Lejos del caos, la comitiva, siete mujeres y tres jóvenes nobles, hace uso del tiempo y el confinamiento para contarse historias inspiradas en las verdades más ruines de la sociedad florentina e imaginar, acompañados de las bondades de la ficción, un orden que se contrapone al paraje desolador ocasionado por la peste y la crisis económica.
«La peste, al igual que ahora, supuso la profundización de una crisis que había comenzado tiempo atrás y supuso el quiebre de un sistema ya de por sí descompuesto».
El Decamerón —cien historias contadas a lo largo de diez días— es una respuesta del paso de la peste por Italia, una suerte de maratón verbal, lleno de humor, erotismo y tragedia que recorre completo el espectro del comportamiento humano, sus pretensiones aristocráticas, debilidades eclesiásticas, negocios chuecos y matrimonios desvielados. Una descripción hilarante, pero mordaz de cómo los humanos no se preocupan lo suficiente el uno por el otro, y de la facilidad con la que intercambian sus ideales por placeres más inmediatos y recompensas tangibles.

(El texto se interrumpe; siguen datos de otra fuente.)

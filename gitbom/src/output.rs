//! Output formatting for CLI commands.
//!
//! Provides abstraction layer for outputting results in text or JSON format.

use anyhow::Result;
use gitbom_core::{Identifier, Reference};
use serde::Serialize;
use std::io::{self, Write};

/// Output format selection.
#[derive(Debug, Clone, Copy, PartialEq, Eq)]
pub enum OutputFormat {
    Text,
    Json,
}

/// Writer for command output with format abstraction.
pub struct OutputWriter {
    format: OutputFormat,
    stdout: io::Stdout,
}

impl OutputWriter {
    /// Create a new OutputWriter.
    pub fn new(json: bool) -> Self {
        Self {
            format: if json {
                OutputFormat::Json
            } else {
                OutputFormat::Text
            },
            stdout: io::stdout(),
        }
    }

    /// Write output using the configured format.
    ///
    /// The `text_fn` closure is called only in text mode to generate the
    /// human-readable output.
    pub fn write<T: Serialize>(&self, data: &T, text_fn: impl FnOnce() -> String) -> Result<()> {
        let mut out = self.stdout.lock();
        match self.format {
            OutputFormat::Json => {
                let json = serde_json::to_string_pretty(data)?;
                writeln!(out, "{}", json)?;
            }
            OutputFormat::Text => {
                let text = text_fn();
                if !text.is_empty() {
                    write!(out, "{}", text)?;
                }
            }
        }
        Ok(())
    }

    /// Write an error message to stderr.
    ///
    /// In JSON mode, writes a JSON error object with success=false.
    pub fn write_error(&self, error: &anyhow::Error, result_code: u8) {
        match self.format {
            OutputFormat::Json => {
                let error_output = ErrorOutput {
                    success: false,
                    result_code,
                    error: format!("{:#}", error),
                };
                if let Ok(json) = serde_json::to_string_pretty(&error_output) {
                    let _ = writeln!(io::stderr(), "{}", json);
                }
            }
            OutputFormat::Text => {
                let _ = writeln!(io::stderr(), "Error: {:#}", error);
            }
        }
    }
}

// ============================================================================
// Data Transfer Objects (DTOs) for JSON output
// ============================================================================

/// Error output structure.
#[derive(Debug, Serialize)]
pub struct ErrorOutput {
    pub success: bool,
    pub result_code: u8,
    pub error: String,
}

/// Output for `init` command.
#[derive(Debug, Serialize)]
pub struct InitOutput {
    pub success: bool,
    pub result_code: u8,
    pub root: String,
    pub algorithm: String,
}

/// A tree written to the store.
#[derive(Debug, Clone, Serialize)]
pub struct TreeInfo {
    pub identity: Identifier,
    pub git_ref: Identifier,
    pub references: usize,
    pub path: String,
}

/// Output for `add` command.
#[derive(Debug, Serialize)]
pub struct AddOutput {
    pub success: bool,
    pub result_code: u8,
    pub files: usize,
    pub tree: TreeInfo,
}

/// Output for `bom` command.
#[derive(Debug, Serialize)]
pub struct BomOutput {
    pub success: bool,
    pub result_code: u8,
    pub artifact: String,
    pub inputs: TreeInfo,
    pub tree: TreeInfo,
}

/// Output for `hash` command.
#[derive(Debug, Serialize)]
pub struct HashOutput {
    pub success: bool,
    pub result_code: u8,
    pub path: String,
    pub algorithm: String,
    pub hash: Identifier,
}

/// Output for `show` command.
#[derive(Debug, Serialize)]
pub struct ShowOutput {
    pub success: bool,
    pub result_code: u8,
    pub identity: Identifier,
    pub references: Vec<Reference>,
}

#[cfg(test)]
mod tests {
    use super::*;

    #[test]
    fn test_show_output_json_shape() {
        let blob = Identifier::parse("04fea06420ca60892f73becee3614f6d023a4b7f").unwrap();
        let bom = Identifier::parse(
            "588ed637c6073a58e79f4fc63a85158eafed022a2b791f7765c28a3c3d1797d6",
        )
        .unwrap();
        let output = ShowOutput {
            success: true,
            result_code: 0,
            identity: bom.clone(),
            references: vec![
                Reference::new(blob.clone(), None),
                Reference::new(blob.clone(), Some(bom.clone())),
            ],
        };

        let json = serde_json::to_value(&output).unwrap();
        assert_eq!(json["success"], true);
        assert_eq!(json["identity"], bom.as_str());
        assert_eq!(json["references"][0]["blob_hash"], blob.as_str());
        assert!(json["references"][0].get("bom").is_none());
        assert_eq!(json["references"][1]["bom"], bom.as_str());
    }

    #[test]
    fn test_error_output_json_shape() {
        let output = ErrorOutput {
            success: false,
            result_code: 1,
            error: "boom".to_string(),
        };
        let json = serde_json::to_value(&output).unwrap();
        assert_eq!(json["success"], false);
        assert_eq!(json["result_code"], 1);
        assert_eq!(json["error"], "boom");
    }
}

Estas historias, contadas en voz de los diferentes miembros, son el recuento de una comunidad que frente a la peste se revela enferma de antemano. Para Boccaccio, un audaz observador, la pandemia es una puesta en escena que muestra las debilidades del gobierno, las instituciones y la sociedad; un orden social normalizado que desde hace tiempo producía injusticia, inequidad y violencia; y espectáculo de muerte, bestialidad, degradación y ruina.
El triunfo de la muerte (ca. 1562)de Pieter Brugel, Museo del Prado. / Wikimedia Commons.
***
La etimología del título de su obra, calcada del Hexamerón medieval —tratados teológicos que narraban los seis días de la creación—, alude a los diez días de relato a las afuera de Florencia y apunta a la creación de un mundo nuevo a través del pensamiento y la literatura.
En los relatos de Boccaccio el confinamiento es visto, aún hoy, no solo como una responsabilidad cívica, sino como un viaje de regeneración cargado de la experiencia literaria que le permite a la sociedad regresar a las calles, a la ciudad, a la vida pública, y soldar los lazos rotos por la enfermedad, y que la vida vuelva a ser.